The Old Bait and Switch
The marquee-highlighted cover of the fall 2008 issue of The Antioch Review drew me eagerly to its headline of "Celebrity Deaths: Stardom, Stardim." Isn't that what celebrity does? Stokes your curiosity on the surface even if not fully engaged on the deeper level? To be honest, though, it felt a bit like "bait-and-switch" with very little of the issue having anything to do with the cover theme.

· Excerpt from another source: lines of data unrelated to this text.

//! Client-materialized transcript records.
//!
//! A [`ChatMessage`] is what the UI renders; it is built by the router from
//! the wire events and is never sent back over the socket.

use serde_json::Value;
use uuid::Uuid;

/// Who (or what) a transcript entry came from.
#[derive(Debug, Clone, Copy, PartialEq, Eq)]
pub enum MessageRole {
    User,
    Assistant,
    /// Transient reasoning summary, visually de-emphasized.
    Thought,
    /// A tool invocation and its output.
    Tool,
    /// Lightweight "in progress" marker from the agent.
    Action,
    /// Terminal status of a turn, success or failure.
    Result,
}

/// Delivery state for optimistically appended user messages.
///
/// A locally sent turn is `Pending` until the server echoes it back as a
/// `user_message` event; everything server-originated is born `Confirmed`.
#[derive(Debug, Clone, Copy, PartialEq, Eq)]
pub enum DeliveryState {
    Pending,
    Confirmed,
    /// The socket was not open at send time. The UI may offer a resend.
    SendFailed,
}

/// One entry in the ordered transcript.
#[derive(Debug, Clone)]
pub struct ChatMessage {
    pub id: String,
    pub role: MessageRole,
    pub content: String,
    pub timestamp: Option<String>,
    pub tool_name: Option<String>,
    pub tool_output: Option<Value>,
    pub is_error: bool,
    pub delivery: DeliveryState,
    /// Turn correlation, when the triggering event carried one.
    pub message_id: Option<String>,
}

impl ChatMessage {
    /// A server-originated message with the given role and content.
    pub fn new(role: MessageRole, content: impl Into<String>) -> Self {
        Self {
            id: Uuid::new_v4().to_string(),
            role,
            content: content.into(),
            timestamp: None,
            tool_name: None,
            tool_output: None,
            is_error: false,
            delivery: DeliveryState::Confirmed,
            message_id: None,
        }
    }

    /// An optimistically appended local user message.
    pub fn pending_user(content: impl Into<String>, message_id: impl Into<String>) -> Self {
        Self {
            delivery: DeliveryState::Pending,
            message_id: Some(message_id.into()),
            ..Self::new(MessageRole::User, content)
        }
    }

    pub fn with_message_id(mut self, message_id: Option<String>) -> Self {
        self.message_id = message_id;
        self
    }

    pub fn with_timestamp(mut self, timestamp: Option<String>) -> Self {
        self.timestamp = timestamp;
        self
    }

    /// Mark as a failure surface (result messages from error events).
    pub fn as_error(mut self) -> Self {
        self.is_error = true;
        self
    }
}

Daniel Harris's essay "Celebrity Deaths" obviously does center on the issue's theme and does a good job at laying out some of the strange phenomena related to modern celebrity creation and worship. He contends that the over-the-top eulogizing for dead celebs that goes on in online chatrooms, forums, and blogs is clearly not grief. "Each poster takes his turn at the microphone, performing a kind of macabre karaoke in which he attempts to outdo competitors in his impression of heart-broken solemnity." Harris also notes that because we have so little real contact with celebrities, public mourning gives people a faux feeling of intimacy. While there is a common belief that celebrities who burn out early have troubled souls that need to be abated by heavy drinking and drugging, Harris instead purports that the link is rather one of fun and merrymaking as they dance unwittingly towards death by simply enjoying the perks of their fame.
The three other pieces supposedly dealing with the issue's theme discuss the effects of sharing digital media, James Wood's dislike of magical realism in literature, and the life of the lesser-known painter Thomas Eakins. All three pieces have their points to make but, as I said, I just didn't feel they gelled into a consistent issue theme.

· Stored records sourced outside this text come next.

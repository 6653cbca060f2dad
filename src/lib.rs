//! Flowdesk — the chat-driven artifact-creation core of a project-management
//! client.
//!
//! A WebSocket transport streams assistant events; the chat router folds them
//! into an ordered transcript and raises artifact notices; the draft
//! controller turns those notices into editable artifact cards backed by a
//! TTL'd per-project reference-data cache.

pub mod api;
pub mod cache;
pub mod chat;
pub mod config;
pub mod draft;
pub mod selector;
pub mod transport;
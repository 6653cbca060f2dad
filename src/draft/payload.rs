//! REST create payload builders, one per artifact kind.
//!
//! Field naming is a fixed, independently versioned contract per entity:
//! work items, cycles, modules, features and user stories post snake_case
//! bodies; pages, epics and projects post nested camelCase bodies with
//! `business`/`project` stub objects whose names the backend fills in.
//! Do not try to unify these.

use serde_json::{json, Map, Value};

use crate::chat::ArtifactKind;
use crate::config::Identity;

use super::SelectedRefs;

/// Assemble the create body for one draft.
pub fn build_payload(
    kind: ArtifactKind,
    fields: &Map<String, Value>,
    refs: &SelectedRefs,
    identity: &Identity,
) -> Value {
    match kind {
        ArtifactKind::WorkItem => work_item(fields, refs, identity),
        ArtifactKind::Page => page(fields, refs, identity),
        ArtifactKind::Epic => epic(fields, refs, identity),
        ArtifactKind::Cycle => cycle(fields, refs, identity),
        ArtifactKind::Module => module(fields, refs, identity),
        ArtifactKind::Feature => feature(fields, refs, identity),
        ArtifactKind::UserStory => user_story(fields, refs, identity),
        ArtifactKind::Project => project(fields, refs, identity),
    }
}

fn base(fields: &Map<String, Value>) -> Map<String, Value> {
    fields.clone()
}

fn set_opt(body: &mut Map<String, Value>, key: &str, value: &Option<String>) {
    if let Some(v) = value {
        body.insert(key.into(), Value::String(v.clone()));
    }
}

fn set_ids(body: &mut Map<String, Value>, key: &str, ids: &[String]) {
    if !ids.is_empty() {
        body.insert(
            key.into(),
            Value::Array(ids.iter().cloned().map(Value::String).collect()),
        );
    }
}

fn work_item(fields: &Map<String, Value>, refs: &SelectedRefs, identity: &Identity) -> Value {
    let mut body = base(fields);
    set_opt(&mut body, "project_id", &refs.project);
    set_ids(&mut body, "assignee_ids", &refs.assignees);
    set_ids(&mut body, "label_ids", &refs.labels);
    set_opt(&mut body, "cycle_id", &refs.cycle);
    set_opt(&mut body, "state_id", &refs.sub_state);
    set_opt(&mut body, "module_id", &refs.module);
    body.insert("created_by".into(), Value::String(identity.member_id.clone()));
    Value::Object(body)
}

fn cycle(fields: &Map<String, Value>, refs: &SelectedRefs, identity: &Identity) -> Value {
    let mut body = base(fields);
    set_opt(&mut body, "project_id", &refs.project);
    if let Some((start, end)) = &refs.date_range {
        body.insert("start_date".into(), Value::String(start.clone()));
        body.insert("end_date".into(), Value::String(end.clone()));
    }
    body.insert("created_by".into(), Value::String(identity.member_id.clone()));
    Value::Object(body)
}

fn module(fields: &Map<String, Value>, refs: &SelectedRefs, identity: &Identity) -> Value {
    let mut body = base(fields);
    set_opt(&mut body, "project_id", &refs.project);
    set_ids(&mut body, "member_ids", &refs.assignees);
    if let Some((start, end)) = &refs.date_range {
        body.insert("start_date".into(), Value::String(start.clone()));
        body.insert("target_date".into(), Value::String(end.clone()));
    }
    body.insert("created_by".into(), Value::String(identity.member_id.clone()));
    Value::Object(body)
}

fn feature(fields: &Map<String, Value>, refs: &SelectedRefs, identity: &Identity) -> Value {
    let mut body = base(fields);
    set_opt(&mut body, "project_id", &refs.project);
    set_opt(&mut body, "epic_id", &refs.epic);
    body.insert("created_by".into(), Value::String(identity.member_id.clone()));
    Value::Object(body)
}

fn user_story(fields: &Map<String, Value>, refs: &SelectedRefs, identity: &Identity) -> Value {
    let mut body = base(fields);
    set_opt(&mut body, "project_id", &refs.project);
    set_opt(&mut body, "feature_id", &refs.feature);
    body.insert("created_by".into(), Value::String(identity.member_id.clone()));
    Value::Object(body)
}

// Stub sub-objects carry an empty name; the backend populates it.

fn page(fields: &Map<String, Value>, refs: &SelectedRefs, identity: &Identity) -> Value {
    let mut body = base(fields);
    if let Some(project) = &refs.project {
        body.insert("project".into(), json!({ "id": project, "name": "" }));
    }
    body.insert(
        "business".into(),
        json!({ "id": identity.business_id, "name": "" }),
    );
    body.insert(
        "createdBy".into(),
        json!({ "id": identity.member_id, "name": identity.display_name }),
    );
    Value::Object(body)
}

fn epic(fields: &Map<String, Value>, refs: &SelectedRefs, identity: &Identity) -> Value {
    let mut body = base(fields);
    set_opt(&mut body, "projectId", &refs.project);
    body.insert("businessId".into(), Value::String(identity.business_id.clone()));
    if let Some((start, end)) = &refs.date_range {
        body.insert("startDate".into(), Value::String(start.clone()));
        body.insert("endDate".into(), Value::String(end.clone()));
    }
    body.insert(
        "createdBy".into(),
        json!({ "id": identity.member_id, "name": identity.display_name }),
    );
    Value::Object(body)
}

fn project(fields: &Map<String, Value>, _refs: &SelectedRefs, identity: &Identity) -> Value {
    let mut body = base(fields);
    body.insert(
        "business".into(),
        json!({ "id": identity.business_id, "name": "" }),
    );
    body.insert("created_by".into(), Value::String(identity.member_id.clone()));
    Value::Object(body)
}
//! Per-project reference-data cache.
//!
//! Five sub-caches (members, labels, cycles, modules, sub-states) keyed by
//! project id, each entry carrying a 5-minute TTL. Reads evict lazily;
//! writes are idempotent last-write-wins, so two racing fetches for the same
//! project do duplicate work but never corrupt state. The five fetches for
//! one project run concurrently and fail independently: a dead labels
//! endpoint still lets the member selector render.

use std::collections::HashMap;
use std::sync::{Arc, Mutex, MutexGuard, PoisonError};
use std::time::{Duration, Instant};

use futures::future::join_all;
use tracing::warn;

use crate::api::{RefKind, RefList, ReferenceApi};

/// The full reference bundle for one project.
#[derive(Debug, Clone, Default, PartialEq)]
pub struct ProjectDataBundle {
    pub members: RefList,
    pub labels: RefList,
    pub cycles: RefList,
    pub modules: RefList,
    pub sub_states: RefList,
}

impl ProjectDataBundle {
    pub fn get(&self, kind: RefKind) -> &RefList {
        match kind {
            RefKind::Members => &self.members,
            RefKind::Labels => &self.labels,
            RefKind::Cycles => &self.cycles,
            RefKind::Modules => &self.modules,
            RefKind::SubStates => &self.sub_states,
        }
    }
}

struct CacheEntry {
    data: RefList,
    expires_at: Instant,
}

type KindMap = HashMap<String, CacheEntry>;

/// Shared, explicitly constructed cache — passed around by handle, never a
/// hidden singleton, so tests and multi-tenant consumers get isolation for
/// free.
pub struct ProjectDataCache {
    api: Arc<dyn ReferenceApi>,
    ttl: Duration,
    maps: Mutex<HashMap<RefKind, KindMap>>,
}

impl ProjectDataCache {
    pub const DEFAULT_TTL: Duration = Duration::from_secs(5 * 60);

    pub fn new(api: Arc<dyn ReferenceApi>) -> Self {
        Self::with_ttl(api, Self::DEFAULT_TTL)
    }

    pub fn with_ttl(api: Arc<dyn ReferenceApi>, ttl: Duration) -> Self {
        let mut maps = HashMap::new();
        for kind in RefKind::ALL {
            maps.insert(kind, KindMap::new());
        }
        Self {
            api,
            ttl,
            maps: Mutex::new(maps),
        }
    }

    /// The lock is only ever held for map reads/writes, never across an
    /// await, so poisoning can only come from a panic mid-insert; recover
    /// the guard rather than cascading the panic.
    fn lock(&self) -> MutexGuard<'_, HashMap<RefKind, KindMap>> {
        self.maps.lock().unwrap_or_else(PoisonError::into_inner)
    }

    /// Synchronous warm read for selectors: avoids a loading flash when the
    /// data is already cached. Expired entries are evicted as a side effect
    /// of the read.
    pub fn get_cached(&self, kind: RefKind, project_id: &str) -> Option<RefList> {
        let mut maps = self.lock();
        let map = maps.get_mut(&kind)?;
        match map.get(project_id) {
            Some(entry) if entry.expires_at > Instant::now() => Some(entry.data.clone()),
            Some(_) => {
                map.remove(project_id);
                None
            }
            None => None,
        }
    }

    /// The whole bundle for a project. Served from cache when all five
    /// kinds are fresh; otherwise all five are fetched concurrently, each
    /// failure degrading that one kind to an empty list.
    pub async fn get_all_project_data(&self, project_id: &str) -> ProjectDataBundle {
        if let Some(bundle) = self.warm_bundle(project_id) {
            return bundle;
        }

        let (members, labels, cycles, modules, sub_states) = tokio::join!(
            self.fetch_kind(RefKind::Members, project_id),
            self.fetch_kind(RefKind::Labels, project_id),
            self.fetch_kind(RefKind::Cycles, project_id),
            self.fetch_kind(RefKind::Modules, project_id),
            self.fetch_kind(RefKind::SubStates, project_id),
        );

        ProjectDataBundle {
            members,
            labels,
            cycles,
            modules,
            sub_states,
        }
    }

    /// Drop one project's entries across all five kinds, or everything when
    /// no project is given. Called after any create scoped to a project,
    /// since new entities change downstream selector lists.
    pub fn invalidate(&self, project_id: Option<&str>) {
        let mut maps = self.lock();
        for map in maps.values_mut() {
            match project_id {
                Some(id) => {
                    map.remove(id);
                }
                None => map.clear(),
            }
        }
    }

    /// Best-effort bulk warm. Per-project failures are already swallowed by
    /// the per-kind fetch path, so one bad id never aborts the rest.
    pub async fn preload(&self, project_ids: &[String]) {
        join_all(
            project_ids
                .iter()
                .map(|id| self.get_all_project_data(id)),
        )
        .await;
    }

    fn warm_bundle(&self, project_id: &str) -> Option<ProjectDataBundle> {
        let mut bundle = ProjectDataBundle::default();
        for kind in RefKind::ALL {
            let list = self.get_cached(kind, project_id)?;
            match kind {
                RefKind::Members => bundle.members = list,
                RefKind::Labels => bundle.labels = list,
                RefKind::Cycles => bundle.cycles = list,
                RefKind::Modules => bundle.modules = list,
                RefKind::SubStates => bundle.sub_states = list,
            }
        }
        Some(bundle)
    }

    /// Fetch one kind and populate its sub-cache. Failures return the empty
    /// default and leave the cache untouched, so the next bundle read
    /// retries.
    async fn fetch_kind(&self, kind: RefKind, project_id: &str) -> RefList {
        match self.api.fetch_reference(kind, project_id).await {
            Ok(list) => {
                let mut maps = self.lock();
                if let Some(map) = maps.get_mut(&kind) {
                    map.insert(
                        project_id.to_string(),
                        CacheEntry {
                            data: list.clone(),
                            expires_at: Instant::now() + self.ttl,
                        },
                    );
                }
                list
            }
            Err(e) => {
                warn!(
                    kind = kind.path_segment(),
                    project = project_id,
                    error = %e,
                    "reference fetch failed; degrading to empty list"
                );
                RefList::default()
            }
        }
    }
}

#[cfg(test)]
mod tests {
    use super::*;
    use std::collections::HashSet;
    use std::sync::atomic::{AtomicUsize, Ordering};

    use async_trait::async_trait;

    use crate::api::{ApiError, RefEntity};

    /// Programmable collaborator: counts calls, fails selected kinds or
    /// whole projects.
    struct FakeReferenceApi {
        calls: AtomicUsize,
        fail_kinds: HashSet<RefKind>,
        fail_projects: HashSet<String>,
    }

    impl FakeReferenceApi {
        fn ok() -> Self {
            Self {
                calls: AtomicUsize::new(0),
                fail_kinds: HashSet::new(),
                fail_projects: HashSet::new(),
            }
        }

        fn failing_kind(kind: RefKind) -> Self {
            let mut api = Self::ok();
            api.fail_kinds.insert(kind);
            api
        }

        fn failing_project(id: &str) -> Self {
            let mut api = Self::ok();
            api.fail_projects.insert(id.to_string());
            api
        }

        fn call_count(&self) -> usize {
            self.calls.load(Ordering::SeqCst)
        }
    }

    #[async_trait]
    impl ReferenceApi for FakeReferenceApi {
        async fn fetch_reference(
            &self,
            kind: RefKind,
            project_id: &str,
        ) -> Result<RefList, ApiError> {
            self.calls.fetch_add(1, Ordering::SeqCst);
            // Yield so concurrent callers actually interleave; without an
            // await point the first bundle fetch completes synchronously
            // and warms the cache before the second is even polled.
            tokio::task::yield_now().await;
            if self.fail_kinds.contains(&kind) || self.fail_projects.contains(project_id) {
                return Err(ApiError::Api {
                    status: 503,
                    message: "unavailable".into(),
                });
            }
            Ok(RefList {
                data: vec![RefEntity {
                    id: format!("{project_id}-{}", kind.path_segment()),
                    name: kind.path_segment().to_string(),
                    extra: Default::default(),
                }],
            })
        }
    }

    fn cache_with(api: FakeReferenceApi, ttl: Duration) -> (Arc<FakeReferenceApi>, ProjectDataCache) {
        let api = Arc::new(api);
        let cache = ProjectDataCache::with_ttl(api.clone(), ttl);
        (api, cache)
    }

    #[tokio::test]
    async fn second_read_is_served_from_cache() {
        let (api, cache) = cache_with(FakeReferenceApi::ok(), Duration::from_secs(60));

        let first = cache.get_all_project_data("p1").await;
        assert_eq!(api.call_count(), 5);
        assert_eq!(first.members.data[0].id, "p1-members");

        let second = cache.get_all_project_data("p1").await;
        assert_eq!(api.call_count(), 5, "warm bundle must not refetch");
        assert_eq!(first, second);
    }

    #[tokio::test]
    async fn ttl_expiry_evicts_on_read() {
        let (api, cache) = cache_with(FakeReferenceApi::ok(), Duration::from_millis(40));

        cache.get_all_project_data("p1").await;
        assert!(cache.get_cached(RefKind::Labels, "p1").is_some());

        tokio::time::sleep(Duration::from_millis(80)).await;
        assert!(cache.get_cached(RefKind::Labels, "p1").is_none());

        // All five are stale, so the next bundle read refetches.
        cache.get_all_project_data("p1").await;
        assert_eq!(api.call_count(), 10);
    }

    #[tokio::test]
    async fn failed_kind_degrades_to_empty_without_poisoning_others() {
        let (_, cache) = cache_with(
            FakeReferenceApi::failing_kind(RefKind::Labels),
            Duration::from_secs(60),
        );

        let bundle = cache.get_all_project_data("p1").await;
        assert!(bundle.labels.data.is_empty());
        assert_eq!(bundle.members.data.len(), 1);
        assert_eq!(bundle.cycles.data.len(), 1);
        assert_eq!(bundle.modules.data.len(), 1);
        assert_eq!(bundle.sub_states.data.len(), 1);

        // The failure is not cached; the successful kinds are.
        assert!(cache.get_cached(RefKind::Labels, "p1").is_none());
        assert!(cache.get_cached(RefKind::Members, "p1").is_some());
    }

    #[tokio::test]
    async fn invalidate_bypasses_unexpired_entries() {
        let (api, cache) = cache_with(FakeReferenceApi::ok(), Duration::from_secs(600));

        cache.get_all_project_data("p1").await;
        cache.invalidate(Some("p1"));

        assert!(cache.get_cached(RefKind::Modules, "p1").is_none());
        cache.get_all_project_data("p1").await;
        assert_eq!(api.call_count(), 10, "invalidation must force refetch");
    }

    #[tokio::test]
    async fn invalidate_all_clears_every_project() {
        let (_, cache) = cache_with(FakeReferenceApi::ok(), Duration::from_secs(600));
        cache.get_all_project_data("p1").await;
        cache.get_all_project_data("p2").await;

        cache.invalidate(None);
        assert!(cache.get_cached(RefKind::Members, "p1").is_none());
        assert!(cache.get_cached(RefKind::Members, "p2").is_none());
    }

    #[tokio::test]
    async fn concurrent_misses_both_fetch_and_settle_cleanly() {
        let (api, cache) = cache_with(FakeReferenceApi::ok(), Duration::from_secs(60));

        let (a, b) = tokio::join!(
            cache.get_all_project_data("p1"),
            cache.get_all_project_data("p1"),
        );
        // No dedup guarantee: both calls miss and fetch.
        assert_eq!(api.call_count(), 10);
        assert_eq!(a, b);

        // Last write wins, exactly one entry per kind remains.
        cache.get_all_project_data("p1").await;
        assert_eq!(api.call_count(), 10);
    }

    #[tokio::test]
    async fn preload_survives_a_bad_project() {
        let (_, cache) = cache_with(
            FakeReferenceApi::failing_project("bad"),
            Duration::from_secs(60),
        );

        cache
            .preload(&["good".to_string(), "bad".to_string()])
            .await;

        assert!(cache.get_cached(RefKind::Members, "good").is_some());
        assert!(cache.get_cached(RefKind::Members, "bad").is_none());
    }

    #[tokio::test]
    async fn cold_read_returns_none() {
        let (_, cache) = cache_with(FakeReferenceApi::ok(), Duration::from_secs(60));
        assert!(cache.get_cached(RefKind::Cycles, "nowhere").is_none());
    }
}
//! A tiny stack language with two backends.
//!
//! Source text is split on whitespace and parsed into a `Program` of `Op`s by
//! `loader`. The same program can then be run directly by the simulator in `vm`
//! or translated into x86-64 assembly by `codegen`, which `toolchain` hands to
//! an external assembler and linker.

pub mod codegen;
pub mod config;
pub mod loader;
pub mod program;
pub mod toolchain;
pub mod vm;

pub use program::Program;
pub use vm::op::Op;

The memoir section of the issue highlights two pieces about family trauma. Carolyn Osborn's "The War Victim" recounts the heartbreaking story of her mother's lengthy institutionalization due to schizophrenia. Just after her ninth birthday, Osborn and her brother are told that their mother took ill and was taken to the hospital. Twenty years later she is finally told the truth that her mother attempted to hang herself in the basement and was sent off to a mental institution. Though truth and emotions might be kept under wraps in this extended Southern clan, Osborn and her brother are always cared for by the family and there is a coating of protective love provided in the silences. Osborn's mother is institutionalized for the rest of her life--dying at the age of seventy-two--and it takes several decades for Osborn to piece together the puzzle of her mother's illness and family reactions. It took a second reading for me to wring out the emotions of the writer and the other key players; they slip by at first glance. Her lifetime of family secrets takes its toll on the retelling.

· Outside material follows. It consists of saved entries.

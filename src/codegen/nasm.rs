//! Linux x86-64 output in NASM syntax.
//!
//! The module is self-contained: it talks to the kernel through `syscall`
//! and needs nothing from libc, so `nasm -felf64` plus a bare `ld` is enough.

use super::fits_imm32;
use crate::program::Program;
use crate::vm::op::Op;

/// Prints the unsigned value in `rdi` followed by a newline.
///
/// Digits are produced least-significant first into a 32-byte buffer on the
/// stack, dividing by 10 with the `0xCCCCCCCCCCCCCCCD` reciprocal (then `shr 3`).
/// The loop runs until the quotient is zero, so `0` prints as a single digit.
const PRINT_ROUTINE: &str = r#"print:
    sub     rsp, 40
    mov     rcx, rdi
    mov     r10, 0xCCCCCCCCCCCCCCCD
    lea     r8, [rsp+31]
    mov     BYTE [r8], 10
.digit:
    mov     rax, rcx
    mul     r10
    shr     rdx, 3
    lea     rax, [rdx+rdx*4]
    add     rax, rax
    mov     r9, rcx
    sub     r9, rax
    add     r9b, '0'
    dec     r8
    mov     BYTE [r8], r9b
    mov     rcx, rdx
    test    rdx, rdx
    jnz     .digit
    mov     rax, 1
    mov     rdi, 1
    mov     rsi, r8
    lea     rdx, [rsp+32]
    sub     rdx, r8
    syscall
    add     rsp, 40
    ret
"#;

/// Register holding the argument of `print`.
pub const PRINT_ARG_REGISTER: &str = "rdi";

pub(super) struct NasmEmitter {
    asm: String,
}

impl NasmEmitter {
    pub(super) fn new() -> Self {
        Self { asm: String::new() }
    }

    pub(super) fn emit(mut self, program: &Program) -> String {
        self.asm.push_str(";; generated by rporth\n");
        self.asm.push_str("BITS 64\n");
        self.asm.push_str("segment .text\n\n");
        self.asm.push_str(PRINT_ROUTINE);
        self.asm.push('\n');
        self.asm.push_str("global _start\n");
        self.asm.push_str("_start:\n");

        for op in program {
            self.emit_op(op);
        }

        self.asm.push_str("    ;; -- exit --\n");
        self.asm.push_str("    mov rax, 60\n");
        self.asm.push_str("    mov rdi, 0\n");
        self.asm.push_str("    syscall\n");
        self.asm
    }

    fn emit_op(&mut self, op: &Op) {
        match *op {
            Op::Push(value) => {
                self.asm.push_str(&format!("    ;; -- push {} --\n", value));
                if fits_imm32(value) {
                    self.asm.push_str(&format!("    push {}\n", value));
                } else {
                    self.asm.push_str(&format!("    mov rax, {}\n", value));
                    self.asm.push_str("    push rax\n");
                }
            }
            Op::Add => {
                self.asm.push_str("    ;; -- add --\n");
                self.asm.push_str("    pop rax\n");
                self.asm.push_str("    pop rbx\n");
                self.asm.push_str("    add rax, rbx\n");
                self.asm.push_str("    push rax\n");
            }
            Op::Subtract => {
                self.asm.push_str("    ;; -- subtract --\n");
                self.asm.push_str("    pop rax\n");
                self.asm.push_str("    pop rbx\n");
                self.asm.push_str("    sub rbx, rax\n");
                self.asm.push_str("    push rbx\n");
            }
            Op::Print => {
                self.asm.push_str("    ;; -- print --\n");
                self.asm.push_str(&format!("    pop {}\n", PRINT_ARG_REGISTER));
                self.asm.push_str("    call print\n");
            }
        }
    }
}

The second memoir piece, by poet Eric Trethewey, is entitled "Connections and Correspondences," but I'm not sure what he is connecting or corresponding about. The self-important voice in the piece is such a turn-off, despite the compelling and wrenching tale of violence and loss it attempts to share. The piece centers on the murder of his ex-wife by her obsessive second ex-husband, but the piece suffers from Trethewey's tendency to name drop and to supply unnecessary details to elevate his perspective in the situation. His own daughter was, of course, greatly affected by the brutal murder of her mother, but her half-brother, Joey, witnessed the death and we don't even learn what has happened to him. It's wonderful to know that his daughter is now a Pulitzer Prize-winning poet, but what happened to Joey?
The poetry section has ten authors represented, several to take note of. Frederick Smock's "Folly Beach" takes you to the magical seaside of a teen boy inspired to sing in the waves alongside the dolphins, not yet aware of an impending loss. "Pro Vita" by Dana Roeser explores the deep connections of scent and memory as she visits her father in a nursing home and implores, "May you never be lonely." And memorable is the 8-line "Violets in a Pewter Vase" by F.D. Reeve.